Molecular basis of metabolic reprogramming in innate immune cells: impact of drugs on the mitochondrial function

Abstract

This study focused on reprogramming of energy metabolism of cancer cells, since most cancer and proliferating cells have been shown to display a metabolic shift by displaying increased dependence on glycolysis and reduced oxidative phosphorylation (OXPHOS) for energy. Dichloroacetate (DCA) and Methyl pyruvate (MP) were used to attempt the reversal of the metabolic program of THP-1 cells.
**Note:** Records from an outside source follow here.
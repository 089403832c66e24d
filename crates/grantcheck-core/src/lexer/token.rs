//! Token types for the GRANT lexer.

use std::fmt;

use super::Span;

/// Structural keywords of a GRANT statement.
///
/// Keywords are recognized only in their exact uppercase spelling, the form
/// servers use when printing grants. A lowercase `on` is an ordinary word.
#[derive(Debug, Clone, Copy, PartialEq, Eq)]
pub enum Keyword {
    Grant,
    On,
    To,
    Table,
    Function,
    Procedure,
}

impl Keyword {
    /// Attempts to parse a keyword from a string (case-sensitive).
    #[must_use]
    #[allow(clippy::should_implement_trait)]
    pub fn from_str(s: &str) -> Option<Self> {
        match s {
            "GRANT" => Some(Self::Grant),
            "ON" => Some(Self::On),
            "TO" => Some(Self::To),
            "TABLE" => Some(Self::Table),
            "FUNCTION" => Some(Self::Function),
            "PROCEDURE" => Some(Self::Procedure),
            _ => None,
        }
    }

    /// Returns the keyword as a string.
    #[must_use]
    pub const fn as_str(&self) -> &'static str {
        match self {
            Self::Grant => "GRANT",
            Self::On => "ON",
            Self::To => "TO",
            Self::Table => "TABLE",
            Self::Function => "FUNCTION",
            Self::Procedure => "PROCEDURE",
        }
    }
}

/// The kind of token.
#[derive(Debug, Clone, PartialEq, Eq)]
pub enum TokenKind {
    /// Structural keyword
    Keyword(Keyword),
    /// Bare word (privilege word or unquoted identifier), case preserved
    Word(String),
    /// Identifier quoted with backticks or double quotes
    QuotedIdentifier(String),
    /// Single-quoted string literal (user and host names)
    String(String),

    /// ,
    Comma,
    /// .
    Dot,
    /// *
    Star,
    /// @
    At,
    /// (
    LeftParen,
    /// )
    RightParen,

    /// End of input
    Eof,
    /// Invalid/unknown token
    Error(String),
}

impl fmt::Display for TokenKind {
    fn fmt(&self, f: &mut fmt::Formatter<'_>) -> fmt::Result {
        match self {
            Self::Keyword(kw) => f.write_str(kw.as_str()),
            Self::Word(w) => f.write_str(w),
            Self::QuotedIdentifier(id) => write!(f, "`{id}`"),
            Self::String(s) => write!(f, "'{s}'"),
            Self::Comma => f.write_str(","),
            Self::Dot => f.write_str("."),
            Self::Star => f.write_str("*"),
            Self::At => f.write_str("@"),
            Self::LeftParen => f.write_str("("),
            Self::RightParen => f.write_str(")"),
            Self::Eof => f.write_str("end of input"),
            Self::Error(msg) => f.write_str(msg),
        }
    }
}

/// A token with its span in the statement.
#[derive(Debug, Clone, PartialEq, Eq)]
pub struct Token {
    /// The kind of token.
    pub kind: TokenKind,
    /// The location in the statement.
    pub span: Span,
}

impl Token {
    /// Creates a new token.
    #[must_use]
    pub const fn new(kind: TokenKind, span: Span) -> Self {
        Self { kind, span }
    }

    /// Returns true if this is an EOF token.
    #[must_use]
    pub const fn is_eof(&self) -> bool {
        matches!(self.kind, TokenKind::Eof)
    }

    /// Returns true if this token is the given keyword.
    #[must_use]
    pub fn is_keyword(&self, keyword: Keyword) -> bool {
        self.kind == TokenKind::Keyword(keyword)
    }

    /// Returns the bare text of a word or keyword token.
    ///
    /// Privilege names such as `GRANT OPTION` contain keyword spellings, so
    /// the privilege list treats both kinds as plain words.
    #[must_use]
    pub fn word(&self) -> Option<&str> {
        match &self.kind {
            TokenKind::Word(w) => Some(w),
            TokenKind::Keyword(kw) => Some(kw.as_str()),
            _ => None,
        }
    }
}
Flow cytometry was used to determine the mode of cell death and to analyse the changes in cell cycle. In this study, an overexpression of TLR4 was observed in THP-1 cells treated with 5ng/ml of lipopolysaccharides (LPS). Further analysis of cell death showed that MP and DCA-treated cells resulted to minimal induction of apoptotic cell death. This suggests that the 2 drugs (MP and DCA) cause cell death via apoptosis. Furthermore, LPS treated cells (infected cancer cells) showed an increase in glycolysis (Warburg effect). This study has shown that indeed treatment with drugs such as MP and DCA was effective in reversing the glycolytic phenotype of THP-1 cells, resulting in cell death via apoptosis by boosting OXPHOS.